* Saved data entries:
*** Block opens ***

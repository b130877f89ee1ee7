//! # Scanner Module
//!
//! Walks the work and original trees into immutable `FileRecord` snapshots.
//!
//! ## Guarantees
//! - Traversal order is deterministic (entries sorted by file name), so
//!   reports and emitted commands are reproducible on an unchanged tree
//! - Symlinks are never followed nor reported
//! - A file whose metadata cannot be read becomes a per-file error; only a
//!   missing or unreadable root aborts the scan
//!
//! ## Media classes
//! - Images: jpg, jpeg, png, gif, avif, webp, heic
//! - Videos: mp4, mov, avi, vob, mts, 3gp, mpg, mpeg, wmv, hevc
//!
//! ## Example
//! ```rust,ignore
//! let scanner = WalkDirScanner::new(ScanConfig::default());
//! let result = scanner.scan(Path::new("/photos/work"))?;
//! ```

mod filter;
mod walker;

pub use filter::SuffixFilter;
pub use walker::{ScanConfig, WalkDirScanner};

use crate::core::media::MediaDescriptor;
use crate::error::ScanError;
use crate::events::EventSender;
use serde::{Deserialize, Serialize};
use std::path::{Path, PathBuf};
use std::time::{SystemTime, UNIX_EPOCH};

pub const IMAGE_SUFFIXES: &[&str] = &["jpg", "jpeg", "png", "gif", "avif", "webp", "heic"];
pub const VIDEO_SUFFIXES: &[&str] = &[
    "mp4", "mov", "avi", "vob", "mts", "3gp", "mpg", "mpeg", "wmv", "hevc",
];

/// Media class derived from the file extension
#[derive(Debug, Clone, Copy, PartialEq, Eq, Hash, Serialize, Deserialize)]
pub enum MediaKind {
    Image,
    Video,
    Other,
}

impl MediaKind {
    /// Classify an extension (without the dot, any case)
    pub fn from_suffix(suffix: &str) -> Self {
        let lower = suffix.to_lowercase();
        if IMAGE_SUFFIXES.contains(&lower.as_str()) {
            MediaKind::Image
        } else if VIDEO_SUFFIXES.contains(&lower.as_str()) {
            MediaKind::Video
        } else {
            MediaKind::Other
        }
    }

    pub fn is_media(&self) -> bool {
        !matches!(self, MediaKind::Other)
    }
}

/// Immutable snapshot of one file, taken at scan time
#[derive(Debug, Clone, PartialEq, Serialize, Deserialize)]
pub struct FileRecord {
    /// Absolute path
    pub path: PathBuf,
    /// File name without the last extension
    pub stem: String,
    /// Last extension without the dot, as written ("" when none)
    pub suffix: String,
    /// Size in bytes
    pub size: u64,
    /// Modification time in whole seconds since the Unix epoch
    pub modified: i64,
    /// EXIF capture time in seconds since the Unix epoch
    pub exif_time: Option<i64>,
    /// Precomputed content digest
    pub checksum: Option<u64>,
    /// Precomputed perceptual descriptor
    pub descriptor: Option<MediaDescriptor>,
}

impl FileRecord {
    /// Build a record from already known metadata (no filesystem access)
    pub fn new(path: impl Into<PathBuf>, size: u64, modified: i64) -> Self {
        let path = path.into();
        let (stem, suffix) = split_name(&path);
        Self {
            path,
            stem,
            suffix,
            size,
            modified,
            exif_time: None,
            checksum: None,
            descriptor: None,
        }
    }

    /// Stat a file on disk. Symlinks are not followed.
    pub fn from_path(path: &Path) -> Result<Self, ScanError> {
        let metadata = std::fs::symlink_metadata(path).map_err(|e| match e.kind() {
            std::io::ErrorKind::NotFound => ScanError::Vanished {
                path: path.to_path_buf(),
            },
            std::io::ErrorKind::PermissionDenied => ScanError::PermissionDenied {
                path: path.to_path_buf(),
            },
            _ => ScanError::ReadDirectory {
                path: path.to_path_buf(),
                source: e,
            },
        })?;

        let modified = metadata
            .modified()
            .map(system_time_to_secs)
            .unwrap_or_default();

        Ok(Self::new(path, metadata.len(), modified))
    }

    pub fn with_exif_time(mut self, exif_time: Option<i64>) -> Self {
        self.exif_time = exif_time;
        self
    }

    pub fn with_checksum(mut self, checksum: u64) -> Self {
        self.checksum = Some(checksum);
        self
    }

    pub fn with_descriptor(mut self, descriptor: MediaDescriptor) -> Self {
        self.descriptor = Some(descriptor);
        self
    }

    /// Full file name ("stem.suffix")
    pub fn file_name(&self) -> String {
        self.path
            .file_name()
            .map(|n| n.to_string_lossy().into_owned())
            .unwrap_or_default()
    }

    pub fn kind(&self) -> MediaKind {
        MediaKind::from_suffix(&self.suffix)
    }

    /// Capture time when known, modification time otherwise
    pub fn capture_time(&self) -> i64 {
        self.exif_time.unwrap_or(self.modified)
    }
}

fn split_name(path: &Path) -> (String, String) {
    let stem = path
        .file_stem()
        .map(|s| s.to_string_lossy().into_owned())
        .unwrap_or_default();
    let suffix = path
        .extension()
        .map(|s| s.to_string_lossy().into_owned())
        .unwrap_or_default();
    (stem, suffix)
}

/// Whole seconds since the epoch; sub-second precision is dropped.
pub fn system_time_to_secs(time: SystemTime) -> i64 {
    match time.duration_since(UNIX_EPOCH) {
        Ok(after) => after.as_secs() as i64,
        Err(before) => -(before.duration().as_secs() as i64),
    }
}

/// Result of walking one root
#[derive(Debug)]
pub struct ScanResult {
    /// Records in traversal order
    pub files: Vec<FileRecord>,
    /// Per-file failures (non-fatal)
    pub errors: Vec<ScanError>,
}

/// Trait for directory walkers
///
/// Implement this trait to feed the engine from another source (e.g. tests).
pub trait FileScanner: Send + Sync {
    /// Walk a root and return its files in a stable order
    fn scan(&self, root: &Path) -> Result<ScanResult, ScanError>;

    /// Walk with progress reporting via events
    fn scan_with_events(&self, root: &Path, events: &EventSender)
        -> Result<ScanResult, ScanError>;
}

*** Block closes ***

Your answer must be the lines above from the one containing "Walks the work" to the one containing "error; only a", both included, restated word for word.

* OUTPUT FOR THIS TASK:
//! Walks the work and original trees into immutable `FileRecord` snapshots.
//!
//! ## Guarantees
//! - Traversal order is deterministic (entries sorted by file name), so
//!   reports and emitted commands are reproducible on an unchanged tree
//! - Symlinks are never followed nor reported
//! - A file whose metadata cannot be read becomes a per-file error; only a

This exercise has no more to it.